Did Jesus Appeal to Evil Eye Magic?

Scott B. Noegel from the University of Washington has dedicated much of his career to academic study of Ancient Near Eastern magic.  If ancient animal entrail divination, dream interpretation and Canaanite cults of the dead are your thing you can check out Noegel’s Jewish magic bibliography.
You’re also probably single.
Apotropaic Roman mosaic from Antiochia,
House of the Evil Eye. Source: 
John R.
Clarke: Darmstadt: Primus 2009
One of the issues raised in Noegel’s bibliography is ancient Mediterranean evil eye magic and the Bible.  Evil eye magic was an extremely pervasive and powerful belief in the Bible’s historical-geographic context (still is in the Mediterranean and a tremendous amount of other world cultures today), and it’s no coincidence the Old and New Testaments share the technical language associated with the belief.  Interestingly, Jesus Himself appeals to the evil eye in His Sermon on the Mount. John H. Elliott (from the University of San Francisco) has written on this in this Biblical Interpretation article.
Is Jesus’ appeal to a false pre-scientific belief system a problem for inerrancy?  Before you stone me to death with Norm Geisler textbooks my answer is no, and a case like this is a great object lesson in divine condescension.
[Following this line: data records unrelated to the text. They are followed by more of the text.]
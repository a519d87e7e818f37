//! Error types for the transcript-docx library.
//!
//! Two distinct types reflect two distinct failure modes:
//!
//! * [`TranscriptError`] is **fatal**: the document cannot be produced at all
//!   (empty transcript, unreadable input, LLM unavailable, write failure).
//!   Returned as `Err(TranscriptError)` from the top-level `format*` functions.
//!
//! * [`MarkupWarning`] is **non-fatal**: the model's markup was ugly but still
//!   well-formed (an unbalanced `*`, a second title candidate, a doubled
//!   divider). These are resolved deterministically by the classifier and
//!   renderer and reported alongside the document so callers can count them.

use std::path::PathBuf;
use thiserror::Error;

/// All fatal errors returned by the transcript-docx library.
#[derive(Debug, Error)]
pub enum TranscriptError {
    // ── Input errors ──────────────────────────────────────────────────────
    /// The transcript is empty or whitespace-only after cleanup.
    #[error("Transcript is empty after cleanup; nothing to format")]
    EmptyInput,

    /// Input file was not found at the given path.
    #[error("Transcript file not found: '{path}'\nCheck the path exists and is readable.")]
    FileNotFound { path: PathBuf },

    /// Process does not have read permission on the file.
    #[error("Permission denied reading '{path}'\nTry: chmod +r {path:?}")]
    PermissionDenied { path: PathBuf },

    /// The file extension is not one we can read.
    #[error("Unsupported input '{path}': expected a .txt, .md or .docx transcript")]
    UnsupportedInput { path: PathBuf },

    /// A `.docx` input could not be unpacked or parsed.
    #[error("Invalid .docx input '{path}': {detail}")]
    InvalidDocx { path: PathBuf, detail: String },

    /// A text input is not valid UTF-8.
    #[error("Transcript '{path}' is not valid UTF-8")]
    InvalidEncoding { path: PathBuf },

    // ── LLM errors ────────────────────────────────────────────────────────
    /// The configured provider is not initialised (missing API key etc.).
    #[error("LLM provider '{provider}' is not configured.\n{hint}")]
    ProviderNotConfigured { provider: String, hint: String },

    /// The LLM API returned an error.
    #[error("LLM API error: {message}")]
    LlmApiError { message: String },

    /// A single formatting call exceeded the configured timeout.
    #[error("LLM call timed out after {secs}s\nIncrease --api-timeout for long transcripts.")]
    ApiTimeout { secs: u64 },

    /// Every attempt failed; no markup is available to render.
    #[error("Formatting failed after {attempts} attempts.\nLast error: {last_error}")]
    FormattingFailed { attempts: u32, last_error: String },

    // ── Output errors ─────────────────────────────────────────────────────
    /// Could not create or write the output file.
    #[error("Failed to write output file '{path}': {source}")]
    OutputWriteFailed {
        path: PathBuf,
        #[source]
        source: std::io::Error,
    },

    /// A serializer could not encode the document.
    #[error("Failed to serialise document as {format}: {detail}")]
    Serialization { format: String, detail: String },

    // ── Config errors ─────────────────────────────────────────────────────
    /// Builder validation failed.
    #[error("Invalid configuration: {0}")]
    InvalidConfig(String),

    // ── Catch-all ─────────────────────────────────────────────────────────
    /// Unexpected internal error.
    #[error("Internal error: {0}")]
    Internal(String),
}

/// A non-fatal markup irregularity, resolved by a documented fallback rule.
///
/// `line` is the 1-indexed line number in the cleaned markup.
#[derive(Debug, Clone, PartialEq, Eq, Error, serde::Serialize, serde::Deserialize)]
pub enum MarkupWarning {
    /// An odd number of `*` / `**` delimiters; the leftovers stay literal.
    #[error("Line {line}: unbalanced emphasis delimiters kept as literal text")]
    UnbalancedDelimiters { line: usize },

    /// A bold-wrapped line qualified as a title after the title was taken.
    #[error("Line {line}: second title candidate treated as body text")]
    DemotedTitle { line: usize },

    /// A divider directly followed another divider.
    #[error("Line {line}: consecutive divider collapsed")]
    CollapsedDivider { line: usize },

    /// A divider at the very start or end of the body.
    #[error("Line {line}: divider at document boundary dropped")]
    DroppedBoundaryDivider { line: usize },
}

impl MarkupWarning {
    pub fn line(&self) -> usize {
        match self {
            MarkupWarning::UnbalancedDelimiters { line }
            | MarkupWarning::DemotedTitle { line }
            | MarkupWarning::CollapsedDivider { line }
            | MarkupWarning::DroppedBoundaryDivider { line } => *line,
        }
    }
}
Take for example Jesus’ ascension into heaven.  Why did Jesus chose to ascend bodily before His ancient audience?  Paul Seely in the Westminster Theological Journal (along with scads of other scholars like Horowitz, Geer and Walton) has shown that everyone in that context believed in a solid sky dome (Seely’s article). Heaven was usually considered to reside geographically above this dome.  In fact, the first culture Seely could find that propounded some concept of an atmospheric sky was the Chinese in the third-century. “As late as the sixteenth century a Jesuit missionary to China wrote home saying the idea that the sky is not solid is ‘one of the absurdities of the Chinese’!” (Shows how much he knew.)
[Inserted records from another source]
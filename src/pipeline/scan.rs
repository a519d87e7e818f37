//! Scanning: classify every line of a markup document and split its spans.
//!
//! Title detection depends on how many blocks precede a line, so the scanner
//! keeps the same block count the renderer will reach: runs of blank lines
//! (including lines made only of emphasis markers, such as `****`) count
//! once, a divider directly after another divider (blank lines in
//! between do not matter) does not count, and the title counts once. Only
//! the first title candidate becomes the title; later ones are re-classified
//! by the body rules and reported as [`MarkupWarning::DemotedTitle`].

use crate::error::MarkupWarning;
use crate::pipeline::classify::{classify, classify_content, Category, LinePosition};
use crate::pipeline::spans::{is_markup_only, Span, SpanSplitter};
use serde::{Deserialize, Serialize};
use tracing::debug;

/// One line of formatter output, classified and split.
#[derive(Debug, Clone, PartialEq, Eq, Serialize, Deserialize)]
pub struct MarkupLine {
    /// 0-based line index.
    pub index: usize,
    pub raw_text: String,
    pub category: Category,
    pub spans: Vec<Span>,
}

impl MarkupLine {
    /// 1-based line number, as used in warnings.
    pub fn line_number(&self) -> usize {
        self.index + 1
    }
}

/// Result of [`scan`].
#[derive(Debug, Clone, Default, PartialEq, Eq)]
pub struct Scan {
    pub lines: Vec<MarkupLine>,
    pub warnings: Vec<MarkupWarning>,
}

#[derive(Debug, Clone, Copy, PartialEq, Eq)]
enum Emitted {
    Empty,
    Rule,
    Content,
}

/// Classify and split every line of `text` with the default style sheet.
pub fn scan(text: &str) -> Scan {
    scan_with(text, &SpanSplitter::default())
}

pub fn scan_with(text: &str, splitter: &SpanSplitter) -> Scan {
    let mut out = Scan::default();
    let mut blocks_so_far = 0usize;
    let mut last: Option<Emitted> = None;
    let mut last_visible: Option<Emitted> = None;
    let mut title_seen = false;

    for (index, raw) in text.split('\n').enumerate() {
        let position = LinePosition {
            line_index: index,
            blocks_so_far,
        };
        let mut category = classify(raw, position);

        if category == Category::Title {
            if title_seen {
                category = classify_content(raw);
                debug!("Line {}: demoted title candidate to {:?}", index + 1, category);
                out.warnings.push(MarkupWarning::DemotedTitle { line: index + 1 });
            } else {
                title_seen = true;
            }
        }

        // Ranges index into `raw`, indentation included.
        let split = splitter.split_line(raw);

        let emitted = match category {
            Category::Blank => Emitted::Empty,
            Category::Plain if is_markup_only(&split.spans) => Emitted::Empty,
            Category::Divider => Emitted::Rule,
            _ => Emitted::Content,
        };
        let counts = match emitted {
            Emitted::Empty => last != Some(Emitted::Empty),
            Emitted::Rule => last_visible != Some(Emitted::Rule),
            Emitted::Content => true,
        };
        if counts {
            blocks_so_far += 1;
            last = Some(emitted);
        }
        if emitted != Emitted::Empty && counts {
            last_visible = Some(emitted);
        }

        if split.unbalanced
            && matches!(
                category,
                Category::Plain | Category::SpeakerHeader | Category::LyricLine
            )
        {
            debug!("Line {}: unbalanced emphasis delimiters", index + 1);
            out.warnings
                .push(MarkupWarning::UnbalancedDelimiters { line: index + 1 });
        }

        out.lines.push(MarkupLine {
            index,
            raw_text: raw.to_string(),
            category,
            spans: split.spans,
        });
    }

    out
}

#[cfg(test)]
mod tests {
    use super::*;
    use crate::pipeline::cleanup::clean;

    fn categories(text: &str) -> Vec<Category> {
        scan(text).lines.into_iter().map(|l| l.category).collect()
    }

    #[test]
    fn only_first_title_is_kept() {
        let scan = scan("**Living in the Last Days**\n**Second Bold Line**");
        assert_eq!(scan.lines[0].category, Category::Title);
        assert_eq!(scan.lines[1].category, Category::Plain);
        assert_eq!(scan.warnings, vec![MarkupWarning::DemotedTitle { line: 2 }]);
    }

    #[test]
    fn demoted_bold_speaker_becomes_speaker() {
        let cats = categories("**Title**\n**Announcer:**");
        assert_eq!(cats, vec![Category::Title, Category::SpeakerHeader]);
    }

    #[test]
    fn blank_runs_count_once() {
        // Two paragraphs, then ten blank lines, then a bold line: four blocks
        // (para, empty, para, empty) precede it, so it is still a title.
        let mut text = String::from("one\n\ntwo\n");
        text.push_str(&"\n".repeat(10));
        text.push_str("**Late Title**");
        let cats = categories(&text);
        assert_eq!(cats.last(), Some(&Category::Title));
    }

    #[test]
    fn title_window_closes_after_five_blocks() {
        let cats = categories("a\nb\nc\nd\ne\n**Too Late**");
        assert_eq!(cats.last(), Some(&Category::Plain));
    }

    #[test]
    fn doubled_dividers_count_once() {
        let text = "──────────\n\n──────────\n\nx\ny\n**Still Title**";
        // rule, empty, (rule skipped), (empty coalesced), x, y -> 4 blocks
        let cats = categories(text);
        assert_eq!(cats.last(), Some(&Category::Title));
    }

    #[test]
    fn markup_only_line_counts_as_spacing() {
        // a, <empty for blank and ****>, b, c -> 4 blocks
        let cats = categories("a\n\n****\nb\nc\n**Real Title**\nd");
        assert_eq!(cats[2], Category::Plain);
        assert_eq!(cats[5], Category::Title);
    }

    #[test]
    fn indented_line_spans_cover_raw_text() {
        let scan = scan(&clean("Intro\n  **a** b"));
        let line = &scan.lines[1];
        assert_eq!(line.raw_text, "  **a** b");
        assert_eq!(line.spans.first().map(|s| s.range.start), Some(0));
        assert_eq!(
            line.spans.last().map(|s| s.range.end),
            Some(line.raw_text.len())
        );
        for pair in line.spans.windows(2) {
            assert_eq!(pair[0].range.end, pair[1].range.start);
        }
        let bold = &line.spans[1];
        assert_eq!(bold.text, "a");
        assert_eq!(&line.raw_text[bold.range.clone()], "**a**");
    }

    #[test]
    fn unbalanced_delimiters_are_reported() {
        let scan = scan("Plain line\nstray * star");
        assert_eq!(
            scan.warnings,
            vec![MarkupWarning::UnbalancedDelimiters { line: 2 }]
        );
    }

    #[test]
    fn spans_attached_to_lines() {
        let scan = scan("Read **John 3:16** tonight.");
        let line = &scan.lines[0];
        assert_eq!(line.category, Category::Plain);
        assert_eq!(line.spans.len(), 3);
        assert_eq!(line.line_number(), 1);
    }
}
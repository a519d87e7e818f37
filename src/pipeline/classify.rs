//! Line classification: decide what one markup line is.
//!
//! Several categories look alike on the page (a bold title and a bold
//! numbered header, a speaker label and a Scripture citation both contain a
//! colon), so the rules are evaluated in a fixed precedence order and the
//! first match wins:
//!
//! 1. empty after trimming → [`Category::Blank`]
//! 2. starts with at least ten dash-like characters → [`Category::Divider`]
//! 3. one bold region spanning the whole line, near the top → [`Category::Title`]
//! 4. `N. text`, optionally bold-wrapped → [`Category::SectionHeader`]
//! 5. starts with `♪` → [`Category::LyricLine`]
//! 6. a name followed by a colon → [`Category::SpeakerHeader`]
//! 7. anything else → [`Category::Plain`]
//!
//! Speaker detection is a heuristic: any `Word: rest of sentence` line whose
//! prefix looks like a name matches, so a line such as `Note: bring a Bible`
//! is classified as a speaker line. That is a known limitation.

use once_cell::sync::Lazy;
use regex::Regex;
use serde::{Deserialize, Serialize};

/// What a markup line is, structurally.
#[derive(Debug, Clone, Copy, PartialEq, Eq, Hash, Serialize, Deserialize)]
pub enum Category {
    Blank,
    Divider,
    Title,
    SpeakerHeader,
    SectionHeader,
    LyricLine,
    Plain,
}

/// Where a line sits in the document.
#[derive(Debug, Clone, Copy, PartialEq, Eq, Default)]
pub struct LinePosition {
    /// 0-based index of the line in the markup.
    pub line_index: usize,
    /// Blocks the renderer will have emitted before this line.
    pub blocks_so_far: usize,
}

/// Titles are only recognised while fewer than this many blocks exist.
pub const TITLE_WINDOW: usize = 5;

/// Minimum number of dash-like characters in a divider line.
pub const DIVIDER_MIN_LEN: usize = 10;

/// A speaker label's colon must appear within this many characters.
pub const SPEAKER_COLON_WINDOW: usize = 50;

const NOTE: char = '♪';

static RE_SECTION: Lazy<Regex> =
    Lazy::new(|| Regex::new(r"^(?:\*\*\d+\.\s+[^*]+\*\*|\d+\.\s+\S.*)$").unwrap());

static RE_SPEAKER_ONLY: Lazy<Regex> = Lazy::new(|| Regex::new(r"^[\p{L}\s()]+:$").unwrap());

/// A leading run of [`DIVIDER_MIN_LEN`] or more dash-like characters.
static RE_DIVIDER: Lazy<Regex> = Lazy::new(|| Regex::new(r"^[-_─━]{10,}").unwrap());

/// Classify one line. Pure: depends only on `line` and `position`.
pub fn classify(line: &str, position: LinePosition) -> Category {
    let trimmed = line.trim();
    if trimmed.is_empty() {
        return Category::Blank;
    }
    if is_divider(trimmed) {
        return Category::Divider;
    }
    if position.blocks_so_far < TITLE_WINDOW && is_bold_wrapped(trimmed) {
        return Category::Title;
    }
    classify_content(trimmed)
}

/// Rules 4–7 only.
///
/// Used for lines that cannot be blank, a divider or the title, e.g. a
/// second title candidate after the title has been taken.
pub fn classify_content(line: &str) -> Category {
    let trimmed = line.trim();
    if RE_SECTION.is_match(trimmed) {
        Category::SectionHeader
    } else if trimmed.starts_with(NOTE) {
        Category::LyricLine
    } else if speaker_label_end(trimmed).is_some() {
        Category::SpeakerHeader
    } else {
        Category::Plain
    }
}

/// Anything after the leading run, e.g. a caption in
/// `---------- Notes ----------`, does not stop the line being a divider.
pub fn is_divider(trimmed: &str) -> bool {
    RE_DIVIDER.is_match(trimmed)
}

/// `**…**` around the whole line, one region, non-empty content.
pub fn is_bold_wrapped(trimmed: &str) -> bool {
    trimmed.len() > 4
        && trimmed.starts_with("**")
        && trimmed.ends_with("**")
        && !trimmed[2..trimmed.len() - 2].contains("**")
        && !trimmed[2..trimmed.len() - 2].trim().is_empty()
}

/// True when the line holds nothing but note symbols and whitespace.
pub fn is_only_notes(trimmed: &str) -> bool {
    trimmed.chars().all(|c| c == NOTE || c.is_whitespace())
}

/// Byte offset just past a speaker label (`Name:` or `**Name:**`), if the
/// line starts with one.
pub fn speaker_label_end(line: &str) -> Option<usize> {
    let colon = line.find(':')?;
    if line[..colon].chars().count() >= SPEAKER_COLON_WINDOW {
        return None;
    }
    let name = line[..colon].replace('*', "");
    let name = name.trim();
    let whole_line = line.replace('*', "");
    if !(RE_SPEAKER_ONLY.is_match(whole_line.trim()) || looks_like_name(name)) {
        return None;
    }
    // Swallow a bold delimiter that closes right after the colon.
    let mut end = colon + 1;
    if line[..colon].contains("**") && line[end..].starts_with("**") {
        end += 2;
    }
    Some(end)
}

/// Capitalised, at most six words, letters and name punctuation only.
fn looks_like_name(name: &str) -> bool {
    let Some(first) = name.chars().next() else {
        return false;
    };
    first.is_uppercase()
        && name.split_whitespace().count() <= 6
        && name
            .chars()
            .all(|c| c.is_alphabetic() || matches!(c, ' ' | '.' | '\'' | '-' | '(' | ')' | '&'))
}

/// Title or header text with emphasis markers and surrounding space removed.
pub fn strip_wrapping(line: &str) -> String {
    line.trim().trim_matches('*').trim().to_string()
}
The dilemma then is this: We know the throne of God is not geographically located in outer space (errr… at least everyone who isn’t Mormon does).  It is not sitting above a sky dome made of a hard crystal substance to which “the stars are fixed like nails” like Aristotle thought.  Why then did Jesus choose to ascend physically taken up "in a cloud” (Acts 1.9) before His audience when He was going to be with the Father?

Either (1) Jesus is still flying out in space somewhere on his way to heaven.
Or (2) Jesus was condescending to his audience. i.e. meeting them where they were intellectually and using their pre-scientific beliefs as a vehicle for conveying a more important message in a way they would understand.

Talk about a firm grasp on the obvious! God speaks to His audience in their historical situation in terms they can understand.  No Ken Ham, God doesn't need to systematically alter the scientific worldview of His audience in order to communicate with them.